Source data:

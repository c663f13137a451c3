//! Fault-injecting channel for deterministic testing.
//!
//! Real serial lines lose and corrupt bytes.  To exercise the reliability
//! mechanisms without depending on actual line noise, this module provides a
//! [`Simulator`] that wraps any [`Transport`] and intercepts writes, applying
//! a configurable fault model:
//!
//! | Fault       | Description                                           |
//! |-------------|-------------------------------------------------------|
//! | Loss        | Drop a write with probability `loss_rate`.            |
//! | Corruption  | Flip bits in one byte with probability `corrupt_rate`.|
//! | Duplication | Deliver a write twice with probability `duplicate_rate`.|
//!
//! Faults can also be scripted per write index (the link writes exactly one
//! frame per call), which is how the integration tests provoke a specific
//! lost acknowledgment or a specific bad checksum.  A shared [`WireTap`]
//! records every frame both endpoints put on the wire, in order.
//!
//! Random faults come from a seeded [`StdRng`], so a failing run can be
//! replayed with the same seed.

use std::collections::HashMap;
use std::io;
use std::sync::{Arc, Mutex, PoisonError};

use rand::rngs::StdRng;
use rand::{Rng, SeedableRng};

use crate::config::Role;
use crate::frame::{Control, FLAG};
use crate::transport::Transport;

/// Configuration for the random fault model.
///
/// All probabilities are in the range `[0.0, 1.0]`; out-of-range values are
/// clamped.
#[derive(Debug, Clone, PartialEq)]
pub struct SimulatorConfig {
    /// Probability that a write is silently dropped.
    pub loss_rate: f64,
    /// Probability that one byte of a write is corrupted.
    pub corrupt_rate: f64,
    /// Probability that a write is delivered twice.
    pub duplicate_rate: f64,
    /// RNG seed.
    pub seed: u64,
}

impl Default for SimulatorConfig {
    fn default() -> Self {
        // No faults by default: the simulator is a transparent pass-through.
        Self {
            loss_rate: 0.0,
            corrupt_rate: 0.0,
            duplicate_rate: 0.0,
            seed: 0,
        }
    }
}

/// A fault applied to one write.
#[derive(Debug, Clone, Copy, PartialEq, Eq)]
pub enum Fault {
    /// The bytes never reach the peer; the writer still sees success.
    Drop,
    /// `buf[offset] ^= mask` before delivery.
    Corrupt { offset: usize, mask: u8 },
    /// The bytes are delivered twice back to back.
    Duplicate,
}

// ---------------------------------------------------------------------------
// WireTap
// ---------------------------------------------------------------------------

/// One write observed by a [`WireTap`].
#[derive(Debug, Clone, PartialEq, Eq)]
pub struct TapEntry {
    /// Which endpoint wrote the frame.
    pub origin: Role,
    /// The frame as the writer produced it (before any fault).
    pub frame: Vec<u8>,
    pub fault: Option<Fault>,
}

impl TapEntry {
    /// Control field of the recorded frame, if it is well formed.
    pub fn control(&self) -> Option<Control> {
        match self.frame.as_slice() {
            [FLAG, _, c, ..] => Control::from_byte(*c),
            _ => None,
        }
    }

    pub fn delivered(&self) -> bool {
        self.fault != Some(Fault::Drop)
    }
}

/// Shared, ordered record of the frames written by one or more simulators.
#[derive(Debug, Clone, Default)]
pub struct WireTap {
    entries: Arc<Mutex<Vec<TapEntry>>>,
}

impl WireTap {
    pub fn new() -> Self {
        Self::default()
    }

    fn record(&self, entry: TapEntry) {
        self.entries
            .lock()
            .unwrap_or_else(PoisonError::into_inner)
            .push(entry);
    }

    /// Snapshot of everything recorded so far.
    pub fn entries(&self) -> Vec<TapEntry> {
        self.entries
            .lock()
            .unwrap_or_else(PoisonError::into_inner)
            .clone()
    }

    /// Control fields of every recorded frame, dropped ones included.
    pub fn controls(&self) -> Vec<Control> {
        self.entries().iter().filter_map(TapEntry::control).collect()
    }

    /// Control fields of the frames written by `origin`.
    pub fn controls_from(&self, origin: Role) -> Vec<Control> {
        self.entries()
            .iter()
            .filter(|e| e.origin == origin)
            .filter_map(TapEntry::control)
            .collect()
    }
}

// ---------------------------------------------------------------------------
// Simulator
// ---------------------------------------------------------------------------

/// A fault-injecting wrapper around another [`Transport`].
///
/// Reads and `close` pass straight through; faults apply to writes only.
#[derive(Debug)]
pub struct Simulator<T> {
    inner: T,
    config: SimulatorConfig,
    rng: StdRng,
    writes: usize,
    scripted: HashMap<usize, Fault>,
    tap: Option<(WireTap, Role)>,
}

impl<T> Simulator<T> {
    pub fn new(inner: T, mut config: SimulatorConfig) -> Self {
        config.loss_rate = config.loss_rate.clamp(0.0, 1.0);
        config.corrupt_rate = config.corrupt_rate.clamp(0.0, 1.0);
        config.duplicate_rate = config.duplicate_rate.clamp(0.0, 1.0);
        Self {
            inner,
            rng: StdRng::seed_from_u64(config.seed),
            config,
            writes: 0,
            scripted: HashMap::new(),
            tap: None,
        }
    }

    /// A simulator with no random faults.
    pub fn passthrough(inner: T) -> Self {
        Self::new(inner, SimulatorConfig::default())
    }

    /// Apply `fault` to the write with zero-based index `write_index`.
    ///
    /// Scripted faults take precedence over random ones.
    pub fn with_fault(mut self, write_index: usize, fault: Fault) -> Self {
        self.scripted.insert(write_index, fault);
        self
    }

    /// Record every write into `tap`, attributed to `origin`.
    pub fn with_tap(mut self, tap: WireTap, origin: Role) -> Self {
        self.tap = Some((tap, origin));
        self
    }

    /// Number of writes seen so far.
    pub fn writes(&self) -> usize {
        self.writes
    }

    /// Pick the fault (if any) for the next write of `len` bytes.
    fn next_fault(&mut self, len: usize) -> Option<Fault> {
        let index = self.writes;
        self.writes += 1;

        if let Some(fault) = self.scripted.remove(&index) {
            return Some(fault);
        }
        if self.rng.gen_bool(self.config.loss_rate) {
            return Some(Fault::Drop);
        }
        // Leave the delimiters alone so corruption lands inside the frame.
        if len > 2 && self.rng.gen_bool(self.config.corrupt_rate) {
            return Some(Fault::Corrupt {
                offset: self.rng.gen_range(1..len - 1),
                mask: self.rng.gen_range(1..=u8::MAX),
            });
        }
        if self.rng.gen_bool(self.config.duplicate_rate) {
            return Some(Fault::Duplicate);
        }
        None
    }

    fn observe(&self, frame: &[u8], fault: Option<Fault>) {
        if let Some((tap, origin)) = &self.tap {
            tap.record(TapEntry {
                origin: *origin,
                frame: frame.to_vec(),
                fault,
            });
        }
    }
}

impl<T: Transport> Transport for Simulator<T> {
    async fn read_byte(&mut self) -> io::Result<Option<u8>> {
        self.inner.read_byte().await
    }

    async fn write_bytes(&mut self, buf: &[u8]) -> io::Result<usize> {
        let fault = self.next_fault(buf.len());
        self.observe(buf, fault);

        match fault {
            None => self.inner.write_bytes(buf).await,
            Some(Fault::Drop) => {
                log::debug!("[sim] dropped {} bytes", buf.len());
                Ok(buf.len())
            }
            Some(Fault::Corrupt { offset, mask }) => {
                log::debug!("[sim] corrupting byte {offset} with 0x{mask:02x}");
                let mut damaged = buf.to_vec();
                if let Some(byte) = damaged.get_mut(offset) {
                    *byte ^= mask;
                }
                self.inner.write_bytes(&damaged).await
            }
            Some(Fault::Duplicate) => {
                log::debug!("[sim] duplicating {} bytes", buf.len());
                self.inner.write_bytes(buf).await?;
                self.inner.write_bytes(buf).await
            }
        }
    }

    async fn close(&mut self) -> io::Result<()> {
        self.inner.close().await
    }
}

Problem:
Your task is to copy each line of the listing that holds the word "None".

Completed exercise:
            _ => None,
            tap: None,
        None
            None => self.inner.write_bytes(buf).await,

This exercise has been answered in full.